- **AIM OF THE TASK**
Only one stretch of the data below should be repeated: the lines from the line containing "assert_eq!(module.to_json().unwrap(), before);" through the line containing "fn struct_module() ->", inclusive, exactly as they are.

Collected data
┄┄┄┄┄┄┄┄┄┄

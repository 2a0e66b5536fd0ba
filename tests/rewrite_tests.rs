//! End-to-end tests: build a module, load a policy, rewrite, inspect the IR.

use loom_instrument::ir::{
    Callee, Constant, DiCompositeType, FuncId, Function, GlobalVariable, InstKind, StructType,
    ValueId,
};
use loom_instrument::{rewrite, FunctionBuilder, IrType, Module, Operand, Policy};

/// `alloc(size)` calling `malloc`, and `main` calling `alloc(4)`
fn alloc_module() -> (Module, ValueId) {
    let mut module = Module::new("alloc.c");

    let mut alloc = FunctionBuilder::new("alloc", IrType::i8_ptr(), &[("size", IrType::i32())]);
    let size = alloc.param(0);
    let ptr = alloc.call("malloc", vec![size], IrType::i8_ptr());
    alloc.ret(Some(ptr));
    module.add_function(alloc.subprogram("/src/alloc.c", 10).build());

    let mut main = FunctionBuilder::new("main", IrType::i32(), &[]);
    let call = main
        .call("alloc", vec![Operand::i32(4)], IrType::i8_ptr())
        .as_value()
        .unwrap();
    main.ret(Some(Operand::i32(0)));
    module.add_function(main.subprogram("/src/main.c", 1).build());

    (module, call)
}

fn policy(yaml: &str) -> Policy {
    Policy::from_yaml(yaml).unwrap()
}

fn called(module: &Module, func: FuncId) -> Vec<String> {
    module
        .func(func)
        .instructions()
        .filter_map(|i| i.called_function().map(str::to_string))
        .collect()
}

fn strings(module: &Module) -> Vec<String> {
    module
        .globals
        .iter()
        .filter_map(|g| match &g.initializer {
            Some(Constant::CString(s)) => Some(s.clone()),
            _ => None,
        })
        .collect()
}

/// The instruction immediately preceding `id` in its block
fn predecessor(module: &Module, func: FuncId, id: ValueId) -> Option<String> {
    let function = module.func(func);
    let (block, index) = function.locate(id)?;
    let prev = function.blocks[block].instructions.get(index.checked_sub(1)?)?;
    prev.called_function().map(str::to_string)
}

/// Checks that every call to a generated hook passes arguments of exactly the
/// hook's parameter types, and returns how many calls were checked
fn assert_hook_signatures_match(module: &Module) -> usize {
    let mut checked = 0;
    for func in module.function_ids() {
        for inst in module.func(func).instructions() {
            let InstKind::Call {
                callee: Callee::Direct(name),
                args,
                ..
            } = &inst.kind
            else {
                continue;
            };
            if !name.starts_with("__loom_") {
                continue;
            }
            let hook = module.function(name).unwrap();
            let expected: Vec<IrType> = module.func(hook).params.iter().map(|p| p.ty.clone()).collect();
            let actual: Vec<IrType> = args
                .iter()
                .map(|a| module.operand_type(func, a).unwrap())
                .collect();
            assert_eq!(actual, expected, "call to {} in {}", name, module.func(func).name);
            checked += 1;
        }
    }
    checked
}

const ALLOC_POLICY: &str = r#"
logging: printf
functions:
  - name: ^alloc$
    caller: [ entry ]
    callee: [ entry, exit ]
"#;

#[test]
fn test_alloc_callout() {
    let (mut module, call) = alloc_module();
    let result = rewrite(&mut module, &policy(ALLOC_POLICY)).unwrap();

    assert!(result.changed);
    assert_eq!(result.functions, 1);
    assert_eq!(result.calls, 1);

    let alloc = module.function("alloc").unwrap();
    assert_eq!(
        called(&module, alloc),
        vec!["__loom_enter_alloc", "malloc", "__loom_leave_alloc"]
    );

    let main = module.function("main").unwrap();
    assert_eq!(
        predecessor(&module, main, call),
        Some("__loom_call_alloc".to_string())
    );

    let enter = module.function("__loom_enter_alloc").unwrap();
    assert_eq!(called(&module, enter), vec!["printf"]);
    assert!(strings(&module).contains(&"enter alloc: %d\n".to_string()));
    assert!(strings(&module).contains(&"leave alloc: \"%s\" %d\n".to_string()));
    assert!(module.verify().is_ok());
}

#[test]
fn test_alloc_inline() {
    let (mut module, call) = alloc_module();
    let yaml = format!("strategy: inline\n{}", ALLOC_POLICY);
    let result = rewrite(&mut module, &policy(&yaml)).unwrap();

    assert!(result.changed);
    assert!(module.function("__loom_enter_alloc").is_none());

    let alloc = module.function("alloc").unwrap();
    assert_eq!(called(&module, alloc), vec!["printf", "malloc", "printf"]);

    let main = module.function("main").unwrap();
    assert_eq!(predecessor(&module, main, call), Some("printf".to_string()));
    assert!(strings(&module).contains(&"call alloc: %d\n".to_string()));
}

#[test]
fn test_empty_policy_changes_nothing() {
    let (mut module, _) = alloc_module();
    let before = module.to_json().unwrap();

    let empty = policy("functions: []\nstructures: []\nglobals: []\neverything: false\n");
    let result = rewrite(&mut module, &empty).unwrap();

    assert!(!result.changed);
    assert_eq!(module.to_json().unwrap(), before);
}

#[test]
fn test_rewrite_is_deterministic() {
    let (mut first, _) = alloc_module();
    let (mut second, _) = alloc_module();
    let policy = policy(ALLOC_POLICY);
    rewrite(&mut first, &policy).unwrap();
    rewrite(&mut second, &policy).unwrap();
    assert_eq!(first.to_json().unwrap(), second.to_json().unwrap());
}

#[test]
fn test_instrumented_module_survives_json() {
    let (mut module, _) = alloc_module();
    rewrite(&mut module, &policy(ALLOC_POLICY)).unwrap();
    let json = module.to_json().unwrap();
    assert_eq!(Module::from_json(&json).unwrap(), module);
}

#[test]
fn test_indirect_calls_are_never_instrumented() {
    let mut module = Module::new("m");
    let mut fb = FunctionBuilder::new(
        "dispatch",
        IrType::Void,
        &[("handler", IrType::i8_ptr())],
    );
    let handler = fb.param(0);
    fb.call_indirect(handler, vec![Operand::i32(1)], IrType::Void);
    fb.ret(None);
    module.add_function(fb.build());
    let before = module.clone();

    let wildcard = policy("logging: printf\nfunctions:\n  - name: .*\n    caller: [ entry, exit ]\n");
    let result = rewrite(&mut module, &wildcard).unwrap();

    assert!(!result.changed);
    assert_eq!(result.calls, 0);
    assert_eq!(module, before);
}

fn struct_module() -> Module {
    let mut module = Module::new("s.c");
    module.structs.push(StructType::named(
        "struct.test_struct",
        vec![IrType::i32(), IrType::i8_ptr()],
    ));
    module.structs.push(StructType::named(
        "struct.outer",
        vec![IrType::Struct("struct.test_struct".into())],
    ));
    module.debug_types.push(DiCompositeType {
        type_name: "struct.test_struct".into(),
        fields: vec!["test_int".into(), "test_charp".into()],
    });
    module
}

const STRUCT_POLICY: &str = r#"
logging: printf
structures:
  - name: .
    fields:
      - name: .
        operations: [ read, write ]
"#;

#[test]
fn test_field_reads_and_writes() {
    let mut module = struct_module();
    let mut fb = FunctionBuilder::new(
        "touch",
        IrType::i32(),
        &[("s", IrType::struct_ptr("struct.test_struct"))],
    );
    let s = fb.param(0);
    let int_addr = fb.field_addr("struct.test_struct", s.clone(), 0);
    let value = fb.load(IrType::i32(), int_addr.clone());
    fb.store(Operand::i32(7), int_addr);
    fb.ret(Some(value));
    let f = module.add_function(fb.subprogram("s.c", 3).build());

    let result = rewrite(&mut module, &policy(STRUCT_POLICY)).unwrap();
    assert!(result.changed);
    assert_eq!(result.field_reads, 1);
    assert_eq!(result.field_writes, 1);
    assert_eq!(
        called(&module, f),
        vec![
            "__loom_load_test_struct_test_int",
            "__loom_store_test_struct_test_int"
        ]
    );
    assert!(strings(&module).contains(&"test_int".to_string()));
}

#[test]
fn test_only_simple_field_addresses_are_collected() {
    let mut module = struct_module();
    let mut fb = FunctionBuilder::new(
        "nested",
        IrType::Void,
        &[
            ("o", IrType::struct_ptr("struct.outer")),
            ("s", IrType::struct_ptr("struct.test_struct")),
            ("i", IrType::i32()),
        ],
    );
    let (o, s, i) = (fb.param(0), fb.param(1), fb.param(2));
    // &o->inner.test_int: three indices
    let deep = fb.gep(
        IrType::Struct("struct.outer".into()),
        o,
        vec![Operand::i32(0), Operand::i32(0), Operand::i32(0)],
    );
    fb.load(IrType::i32(), deep);
    // field chosen at run time
    let dynamic = fb.gep(
        IrType::Struct("struct.test_struct".into()),
        s,
        vec![Operand::i32(0), i],
    );
    fb.store(Operand::i32(1), dynamic);
    fb.ret(None);
    module.add_function(fb.build());
    let before = module.clone();

    let result = rewrite(&mut module, &policy(STRUCT_POLICY)).unwrap();
    assert!(!result.changed);
    assert_eq!(result.field_reads + result.field_writes, 0);
    assert_eq!(module, before);
}

#[test]
fn test_global_reads_and_writes() {
    let mut module = Module::new("g.c");
    module.globals.push(GlobalVariable {
        name: "count".into(),
        ty: IrType::i32(),
        initializer: Some(Constant::Int(0)),
        constant: false,
    });
    module.globals.push(GlobalVariable {
        name: "counter".into(),
        ty: IrType::i32(),
        initializer: Some(Constant::Int(0)),
        constant: false,
    });
    let mut fb = FunctionBuilder::new("bump", IrType::Void, &[]);
    let old = fb.load(IrType::i32(), Operand::Global("count".into()));
    fb.store(old, Operand::Global("count".into()));
    fb.store(Operand::i32(0), Operand::Global("counter".into()));
    fb.ret(None);
    let f = module.add_function(fb.build());

    let result = rewrite(
        &mut module,
        &policy("logging: printf\nglobals:\n  - name: count\n    operations: [ read, write ]\n"),
    )
    .unwrap();
    assert_eq!(result.global_reads, 1);
    assert_eq!(result.global_writes, 1);
    assert_eq!(
        called(&module, f),
        vec!["__loom_global_load_count", "__loom_global_store_count"]
    );
    // the enclosing function is passed as context
    assert!(strings(&module).contains(&"bump".to_string()));
}

#[test]
fn test_everything_flag() {
    let (mut module, _) = alloc_module();
    let result = rewrite(&mut module, &policy("everything: true\n")).unwrap();
    assert!(result.changed);
    assert_eq!(result.functions, 2);
    assert_eq!(result.calls, 2);
    assert!(module.function("__loom_enter_main").is_some());
    assert!(module.function("__loom_return_malloc").is_some());
}

#[test]
fn test_pointer_instructions() {
    let mut module = Module::new("p.c");
    let mut fb = FunctionBuilder::new("local", IrType::i32(), &[("x", IrType::i32())]);
    let x = fb.param(0);
    let slot = fb.alloca(IrType::i32());
    fb.store(x, slot.clone());
    let value = fb.load(IrType::i32(), slot);
    fb.ret(Some(value));
    let f = module.add_function(fb.build());

    let result = rewrite(&mut module, &policy("pointerInsts: true\n")).unwrap();
    assert_eq!(result.pointer_insts, 2);
    assert_eq!(
        called(&module, f),
        vec!["__loom_pointer_store", "__loom_pointer_load"]
    );
}

#[test]
fn test_pointer_instructions_of_mixed_types() {
    let mut module = Module::new("p.c");
    let mut fb = FunctionBuilder::new(
        "mix",
        IrType::Double,
        &[("x", IrType::i32()), ("y", IrType::Double)],
    );
    let (x, y) = (fb.param(0), fb.param(1));
    let int_slot = fb.alloca(IrType::i32());
    let double_slot = fb.alloca(IrType::Double);
    fb.store(x, int_slot.clone());
    fb.store(y, double_slot.clone());
    fb.load(IrType::i32(), int_slot);
    let value = fb.load(IrType::Double, double_slot);
    fb.ret(Some(value));
    let f = module.add_function(fb.build());

    let result = rewrite(&mut module, &policy("logging: printf
pointerInsts: true
")).unwrap();
    assert_eq!(result.pointer_insts, 4);
    assert_eq!(
        called(&module, f),
        vec![
            "__loom_pointer_store",
            "__loom_pointer_store_f64p_f64",
            "__loom_pointer_load",
            "__loom_pointer_load_f64p_f64"
        ]
    );
    assert_eq!(assert_hook_signatures_match(&module), 4);
    assert!(module.verify().is_ok());
}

┄┄┄┄┄┄┄┄┄┄

- **YOUR RESPONSE**
    assert_eq!(module.to_json().unwrap(), before);
}

#[test]
fn test_rewrite_is_deterministic() {
    let (mut first, _) = alloc_module();
    let (mut second, _) = alloc_module();
    let policy = policy(ALLOC_POLICY);
    rewrite(&mut first, &policy).unwrap();
    rewrite(&mut second, &policy).unwrap();
    assert_eq!(first.to_json().unwrap(), second.to_json().unwrap());
}

#[test]
fn test_instrumented_module_survives_json() {
    let (mut module, _) = alloc_module();
    rewrite(&mut module, &policy(ALLOC_POLICY)).unwrap();
    let json = module.to_json().unwrap();
    assert_eq!(Module::from_json(&json).unwrap(), module);
}

#[test]
fn test_indirect_calls_are_never_instrumented() {
    let mut module = Module::new("m");
    let mut fb = FunctionBuilder::new(
        "dispatch",
        IrType::Void,
        &[("handler", IrType::i8_ptr())],
    );
    let handler = fb.param(0);
    fb.call_indirect(handler, vec![Operand::i32(1)], IrType::Void);
    fb.ret(None);
    module.add_function(fb.build());
    let before = module.clone();

    let wildcard = policy("logging: printf\nfunctions:\n  - name: .*\n    caller: [ entry, exit ]\n");
    let result = rewrite(&mut module, &wildcard).unwrap();

    assert!(!result.changed);
    assert_eq!(result.calls, 0);
    assert_eq!(module, before);
}

fn struct_module() -> Module {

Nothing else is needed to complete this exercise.